Starting at the line with "encrypt the payload" and going on through the line with "everything else defaulted.", reproduce each line in the records below exactly and nothing more.

══════════

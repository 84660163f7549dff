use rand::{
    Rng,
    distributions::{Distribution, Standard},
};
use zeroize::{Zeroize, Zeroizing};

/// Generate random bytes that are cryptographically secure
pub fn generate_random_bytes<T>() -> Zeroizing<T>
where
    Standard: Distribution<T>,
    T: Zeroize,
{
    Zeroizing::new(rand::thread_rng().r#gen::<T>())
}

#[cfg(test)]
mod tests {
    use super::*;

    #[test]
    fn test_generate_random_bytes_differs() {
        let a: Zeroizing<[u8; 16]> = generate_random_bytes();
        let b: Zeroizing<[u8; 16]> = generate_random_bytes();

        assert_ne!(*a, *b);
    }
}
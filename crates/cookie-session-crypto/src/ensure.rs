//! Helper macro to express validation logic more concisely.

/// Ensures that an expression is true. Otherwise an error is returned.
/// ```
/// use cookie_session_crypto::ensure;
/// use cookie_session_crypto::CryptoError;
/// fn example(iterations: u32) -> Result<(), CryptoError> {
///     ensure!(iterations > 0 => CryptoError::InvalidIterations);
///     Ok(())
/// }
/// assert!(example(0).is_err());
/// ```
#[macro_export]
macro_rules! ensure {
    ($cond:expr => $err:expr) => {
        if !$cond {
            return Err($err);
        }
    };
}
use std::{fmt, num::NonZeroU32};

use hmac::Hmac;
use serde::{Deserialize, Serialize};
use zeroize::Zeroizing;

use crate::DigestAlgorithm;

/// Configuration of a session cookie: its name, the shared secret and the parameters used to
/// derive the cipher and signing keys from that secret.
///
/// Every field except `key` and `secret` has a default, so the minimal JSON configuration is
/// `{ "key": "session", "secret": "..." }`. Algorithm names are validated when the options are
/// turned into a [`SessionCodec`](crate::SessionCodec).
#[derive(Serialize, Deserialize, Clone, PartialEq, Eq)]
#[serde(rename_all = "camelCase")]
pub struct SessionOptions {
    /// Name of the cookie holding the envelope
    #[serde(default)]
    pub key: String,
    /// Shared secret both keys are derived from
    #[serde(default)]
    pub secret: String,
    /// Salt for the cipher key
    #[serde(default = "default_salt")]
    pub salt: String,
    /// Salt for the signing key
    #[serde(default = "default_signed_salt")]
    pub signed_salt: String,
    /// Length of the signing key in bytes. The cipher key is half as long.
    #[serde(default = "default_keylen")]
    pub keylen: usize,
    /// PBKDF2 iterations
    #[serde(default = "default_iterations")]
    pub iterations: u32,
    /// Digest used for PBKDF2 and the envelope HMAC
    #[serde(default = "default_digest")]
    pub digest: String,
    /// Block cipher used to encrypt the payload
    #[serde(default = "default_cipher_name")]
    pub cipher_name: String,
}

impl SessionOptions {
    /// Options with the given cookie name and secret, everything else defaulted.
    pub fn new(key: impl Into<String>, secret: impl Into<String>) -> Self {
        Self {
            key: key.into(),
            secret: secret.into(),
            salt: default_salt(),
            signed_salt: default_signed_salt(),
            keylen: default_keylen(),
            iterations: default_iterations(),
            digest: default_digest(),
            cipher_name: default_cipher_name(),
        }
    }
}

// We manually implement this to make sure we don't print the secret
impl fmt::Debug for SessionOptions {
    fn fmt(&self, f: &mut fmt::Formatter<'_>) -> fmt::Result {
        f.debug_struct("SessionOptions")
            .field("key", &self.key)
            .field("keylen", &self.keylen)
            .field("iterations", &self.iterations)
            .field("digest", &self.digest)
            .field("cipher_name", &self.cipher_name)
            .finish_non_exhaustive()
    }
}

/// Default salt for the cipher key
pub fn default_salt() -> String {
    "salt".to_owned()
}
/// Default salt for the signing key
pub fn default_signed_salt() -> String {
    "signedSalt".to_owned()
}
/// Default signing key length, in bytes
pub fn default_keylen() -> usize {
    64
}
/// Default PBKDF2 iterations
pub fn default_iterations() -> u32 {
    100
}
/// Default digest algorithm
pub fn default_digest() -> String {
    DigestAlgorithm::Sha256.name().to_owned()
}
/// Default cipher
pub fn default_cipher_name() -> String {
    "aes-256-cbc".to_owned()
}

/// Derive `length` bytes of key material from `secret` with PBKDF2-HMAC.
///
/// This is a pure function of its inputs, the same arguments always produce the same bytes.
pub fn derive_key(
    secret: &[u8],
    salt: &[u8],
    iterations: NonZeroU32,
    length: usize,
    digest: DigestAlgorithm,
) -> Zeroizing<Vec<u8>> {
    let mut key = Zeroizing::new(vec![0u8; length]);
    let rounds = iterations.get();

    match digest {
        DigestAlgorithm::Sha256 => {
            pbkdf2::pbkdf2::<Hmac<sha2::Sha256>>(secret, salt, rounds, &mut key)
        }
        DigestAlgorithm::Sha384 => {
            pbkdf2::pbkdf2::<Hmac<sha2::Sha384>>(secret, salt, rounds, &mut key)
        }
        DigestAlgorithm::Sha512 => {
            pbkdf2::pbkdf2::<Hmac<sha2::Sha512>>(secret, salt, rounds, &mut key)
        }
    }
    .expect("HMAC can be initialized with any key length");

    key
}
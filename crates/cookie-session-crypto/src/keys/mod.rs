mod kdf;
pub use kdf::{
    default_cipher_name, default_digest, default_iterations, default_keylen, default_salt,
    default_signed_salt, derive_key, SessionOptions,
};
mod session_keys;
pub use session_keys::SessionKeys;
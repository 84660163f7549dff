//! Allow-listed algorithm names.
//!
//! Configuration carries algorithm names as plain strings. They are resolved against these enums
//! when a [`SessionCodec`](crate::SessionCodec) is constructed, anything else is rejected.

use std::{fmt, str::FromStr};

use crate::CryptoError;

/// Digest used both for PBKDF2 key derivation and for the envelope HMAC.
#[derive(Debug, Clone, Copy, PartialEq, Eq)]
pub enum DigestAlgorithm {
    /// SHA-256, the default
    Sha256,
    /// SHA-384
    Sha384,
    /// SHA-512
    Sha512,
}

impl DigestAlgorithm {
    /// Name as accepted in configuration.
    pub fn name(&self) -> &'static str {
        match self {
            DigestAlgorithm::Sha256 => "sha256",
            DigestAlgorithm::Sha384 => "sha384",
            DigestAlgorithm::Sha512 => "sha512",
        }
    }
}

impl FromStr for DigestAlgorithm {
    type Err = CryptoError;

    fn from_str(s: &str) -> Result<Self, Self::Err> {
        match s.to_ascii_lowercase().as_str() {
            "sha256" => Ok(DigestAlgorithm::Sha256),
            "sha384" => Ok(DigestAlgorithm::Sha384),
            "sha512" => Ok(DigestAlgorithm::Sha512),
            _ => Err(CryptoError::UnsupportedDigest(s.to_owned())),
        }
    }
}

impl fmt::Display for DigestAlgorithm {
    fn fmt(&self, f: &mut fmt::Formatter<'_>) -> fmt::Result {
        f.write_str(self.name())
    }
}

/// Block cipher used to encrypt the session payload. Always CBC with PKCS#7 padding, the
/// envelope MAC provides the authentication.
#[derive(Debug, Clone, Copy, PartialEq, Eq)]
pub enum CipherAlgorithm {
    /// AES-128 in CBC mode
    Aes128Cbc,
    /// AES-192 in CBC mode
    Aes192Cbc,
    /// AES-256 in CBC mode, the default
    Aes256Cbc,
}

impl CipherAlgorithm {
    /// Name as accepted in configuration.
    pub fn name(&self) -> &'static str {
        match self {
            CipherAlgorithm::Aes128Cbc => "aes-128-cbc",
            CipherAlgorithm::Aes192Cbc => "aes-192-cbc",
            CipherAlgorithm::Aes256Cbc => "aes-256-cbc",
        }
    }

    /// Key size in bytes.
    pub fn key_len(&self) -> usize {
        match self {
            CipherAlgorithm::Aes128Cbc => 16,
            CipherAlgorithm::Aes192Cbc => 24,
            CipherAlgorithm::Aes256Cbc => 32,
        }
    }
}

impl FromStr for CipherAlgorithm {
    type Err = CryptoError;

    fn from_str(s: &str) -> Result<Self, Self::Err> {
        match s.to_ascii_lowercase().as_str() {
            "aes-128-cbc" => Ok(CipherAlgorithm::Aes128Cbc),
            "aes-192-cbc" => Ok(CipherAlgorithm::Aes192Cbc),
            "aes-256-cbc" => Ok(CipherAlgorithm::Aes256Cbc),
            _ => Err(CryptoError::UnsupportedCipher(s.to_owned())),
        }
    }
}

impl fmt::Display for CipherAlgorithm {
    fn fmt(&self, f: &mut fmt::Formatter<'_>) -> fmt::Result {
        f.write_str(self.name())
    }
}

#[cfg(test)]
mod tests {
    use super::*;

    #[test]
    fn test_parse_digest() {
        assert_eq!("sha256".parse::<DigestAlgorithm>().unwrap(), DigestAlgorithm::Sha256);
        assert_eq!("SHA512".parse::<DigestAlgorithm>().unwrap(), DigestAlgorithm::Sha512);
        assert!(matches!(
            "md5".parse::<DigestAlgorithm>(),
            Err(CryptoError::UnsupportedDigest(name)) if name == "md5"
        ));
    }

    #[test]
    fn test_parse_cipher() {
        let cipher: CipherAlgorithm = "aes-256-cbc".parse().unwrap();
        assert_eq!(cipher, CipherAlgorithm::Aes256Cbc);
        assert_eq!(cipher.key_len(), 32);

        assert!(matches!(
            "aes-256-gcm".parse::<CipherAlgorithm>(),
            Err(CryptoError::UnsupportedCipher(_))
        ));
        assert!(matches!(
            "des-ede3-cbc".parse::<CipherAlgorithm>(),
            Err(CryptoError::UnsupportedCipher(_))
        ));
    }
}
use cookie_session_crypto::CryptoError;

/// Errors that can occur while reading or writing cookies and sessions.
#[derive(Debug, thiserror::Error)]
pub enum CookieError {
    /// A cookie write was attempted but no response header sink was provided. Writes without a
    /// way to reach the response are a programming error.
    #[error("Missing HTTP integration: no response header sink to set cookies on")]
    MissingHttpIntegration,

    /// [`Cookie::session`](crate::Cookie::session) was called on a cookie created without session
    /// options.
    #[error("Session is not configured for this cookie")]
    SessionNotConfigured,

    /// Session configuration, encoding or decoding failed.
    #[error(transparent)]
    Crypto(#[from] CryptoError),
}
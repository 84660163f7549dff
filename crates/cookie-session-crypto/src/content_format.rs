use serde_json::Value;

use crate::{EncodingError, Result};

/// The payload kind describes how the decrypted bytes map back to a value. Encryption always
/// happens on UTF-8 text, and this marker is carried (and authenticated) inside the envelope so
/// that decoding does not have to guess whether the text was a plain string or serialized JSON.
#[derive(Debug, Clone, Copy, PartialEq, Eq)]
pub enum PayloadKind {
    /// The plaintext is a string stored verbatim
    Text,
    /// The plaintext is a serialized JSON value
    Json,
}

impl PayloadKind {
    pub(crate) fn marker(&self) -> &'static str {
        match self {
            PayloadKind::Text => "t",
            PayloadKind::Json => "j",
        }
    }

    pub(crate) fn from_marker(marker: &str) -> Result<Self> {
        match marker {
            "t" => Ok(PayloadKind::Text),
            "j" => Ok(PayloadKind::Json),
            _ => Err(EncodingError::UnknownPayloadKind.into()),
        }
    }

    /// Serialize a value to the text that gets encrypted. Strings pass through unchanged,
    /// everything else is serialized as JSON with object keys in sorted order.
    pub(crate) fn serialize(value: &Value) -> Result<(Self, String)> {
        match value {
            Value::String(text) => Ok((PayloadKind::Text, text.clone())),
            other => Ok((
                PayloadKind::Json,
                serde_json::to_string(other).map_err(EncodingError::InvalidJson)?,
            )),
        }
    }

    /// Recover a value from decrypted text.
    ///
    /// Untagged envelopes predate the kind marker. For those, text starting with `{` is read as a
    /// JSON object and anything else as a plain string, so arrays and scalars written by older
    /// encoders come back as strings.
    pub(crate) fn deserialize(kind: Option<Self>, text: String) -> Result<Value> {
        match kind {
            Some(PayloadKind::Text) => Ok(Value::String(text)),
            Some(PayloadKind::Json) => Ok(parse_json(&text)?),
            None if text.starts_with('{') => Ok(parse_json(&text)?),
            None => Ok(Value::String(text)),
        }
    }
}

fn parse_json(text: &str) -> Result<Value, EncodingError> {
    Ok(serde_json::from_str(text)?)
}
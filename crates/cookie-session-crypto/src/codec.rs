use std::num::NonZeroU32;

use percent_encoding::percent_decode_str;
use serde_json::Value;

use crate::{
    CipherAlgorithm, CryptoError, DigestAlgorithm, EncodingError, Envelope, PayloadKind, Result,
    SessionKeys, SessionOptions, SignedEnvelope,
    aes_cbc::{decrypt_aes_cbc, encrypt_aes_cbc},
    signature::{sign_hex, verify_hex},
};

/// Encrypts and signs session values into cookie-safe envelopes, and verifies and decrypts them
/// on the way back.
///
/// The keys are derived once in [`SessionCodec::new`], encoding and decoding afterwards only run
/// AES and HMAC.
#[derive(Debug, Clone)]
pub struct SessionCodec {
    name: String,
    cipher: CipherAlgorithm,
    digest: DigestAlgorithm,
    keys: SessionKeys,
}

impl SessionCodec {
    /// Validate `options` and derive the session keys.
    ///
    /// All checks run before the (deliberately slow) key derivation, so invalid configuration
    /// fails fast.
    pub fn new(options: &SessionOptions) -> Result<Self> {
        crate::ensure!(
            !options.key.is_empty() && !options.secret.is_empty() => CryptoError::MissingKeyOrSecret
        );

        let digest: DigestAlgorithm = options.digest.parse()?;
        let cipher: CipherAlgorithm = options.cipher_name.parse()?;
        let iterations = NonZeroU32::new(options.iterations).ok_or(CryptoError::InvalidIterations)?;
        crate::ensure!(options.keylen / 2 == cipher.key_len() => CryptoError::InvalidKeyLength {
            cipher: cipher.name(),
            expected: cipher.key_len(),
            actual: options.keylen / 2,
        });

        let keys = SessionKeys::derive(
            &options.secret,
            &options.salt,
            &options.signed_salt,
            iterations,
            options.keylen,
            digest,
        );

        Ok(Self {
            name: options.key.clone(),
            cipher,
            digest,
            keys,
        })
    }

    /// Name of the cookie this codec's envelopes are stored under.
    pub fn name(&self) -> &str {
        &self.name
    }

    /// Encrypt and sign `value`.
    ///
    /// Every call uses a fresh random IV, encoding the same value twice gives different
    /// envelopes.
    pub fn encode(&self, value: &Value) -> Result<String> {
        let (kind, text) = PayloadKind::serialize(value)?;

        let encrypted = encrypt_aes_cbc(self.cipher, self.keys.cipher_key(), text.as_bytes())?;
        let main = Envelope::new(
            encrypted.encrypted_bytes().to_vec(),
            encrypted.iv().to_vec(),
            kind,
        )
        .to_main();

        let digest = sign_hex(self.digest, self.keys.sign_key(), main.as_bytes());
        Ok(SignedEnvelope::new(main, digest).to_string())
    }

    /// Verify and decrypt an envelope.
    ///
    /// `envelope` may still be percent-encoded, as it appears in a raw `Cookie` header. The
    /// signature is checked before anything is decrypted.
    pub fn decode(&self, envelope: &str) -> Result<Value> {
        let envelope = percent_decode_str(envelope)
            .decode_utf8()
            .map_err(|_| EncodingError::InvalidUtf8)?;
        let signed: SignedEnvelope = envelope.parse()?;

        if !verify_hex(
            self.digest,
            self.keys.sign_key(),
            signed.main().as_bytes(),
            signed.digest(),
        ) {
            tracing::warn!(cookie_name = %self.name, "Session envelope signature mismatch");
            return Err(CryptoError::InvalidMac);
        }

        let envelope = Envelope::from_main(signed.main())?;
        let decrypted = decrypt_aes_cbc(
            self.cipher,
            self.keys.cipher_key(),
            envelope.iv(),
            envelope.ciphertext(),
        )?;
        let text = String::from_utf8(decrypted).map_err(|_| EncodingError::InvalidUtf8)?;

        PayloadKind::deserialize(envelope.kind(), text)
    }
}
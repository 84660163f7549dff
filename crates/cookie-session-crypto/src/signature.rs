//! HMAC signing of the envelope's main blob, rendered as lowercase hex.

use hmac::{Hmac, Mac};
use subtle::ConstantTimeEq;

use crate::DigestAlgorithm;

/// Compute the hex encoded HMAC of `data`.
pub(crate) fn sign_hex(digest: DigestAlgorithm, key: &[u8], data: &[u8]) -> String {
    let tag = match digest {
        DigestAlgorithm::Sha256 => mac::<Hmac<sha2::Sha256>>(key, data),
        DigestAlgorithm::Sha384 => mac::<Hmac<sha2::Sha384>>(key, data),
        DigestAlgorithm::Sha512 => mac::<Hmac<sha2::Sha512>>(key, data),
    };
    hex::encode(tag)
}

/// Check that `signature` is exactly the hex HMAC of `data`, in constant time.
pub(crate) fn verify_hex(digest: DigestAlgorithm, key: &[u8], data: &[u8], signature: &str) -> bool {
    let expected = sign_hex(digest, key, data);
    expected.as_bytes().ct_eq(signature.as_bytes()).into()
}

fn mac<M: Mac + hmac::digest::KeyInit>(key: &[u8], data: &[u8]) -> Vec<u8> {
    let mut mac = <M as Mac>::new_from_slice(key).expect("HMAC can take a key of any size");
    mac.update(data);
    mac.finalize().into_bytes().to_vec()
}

══════════

**YOUR RESPONSE**
    /// Block cipher used to encrypt the payload
    #[serde(default = "default_cipher_name")]
    pub cipher_name: String,
}

impl SessionOptions {
    /// Options with the given cookie name and secret, everything else defaulted.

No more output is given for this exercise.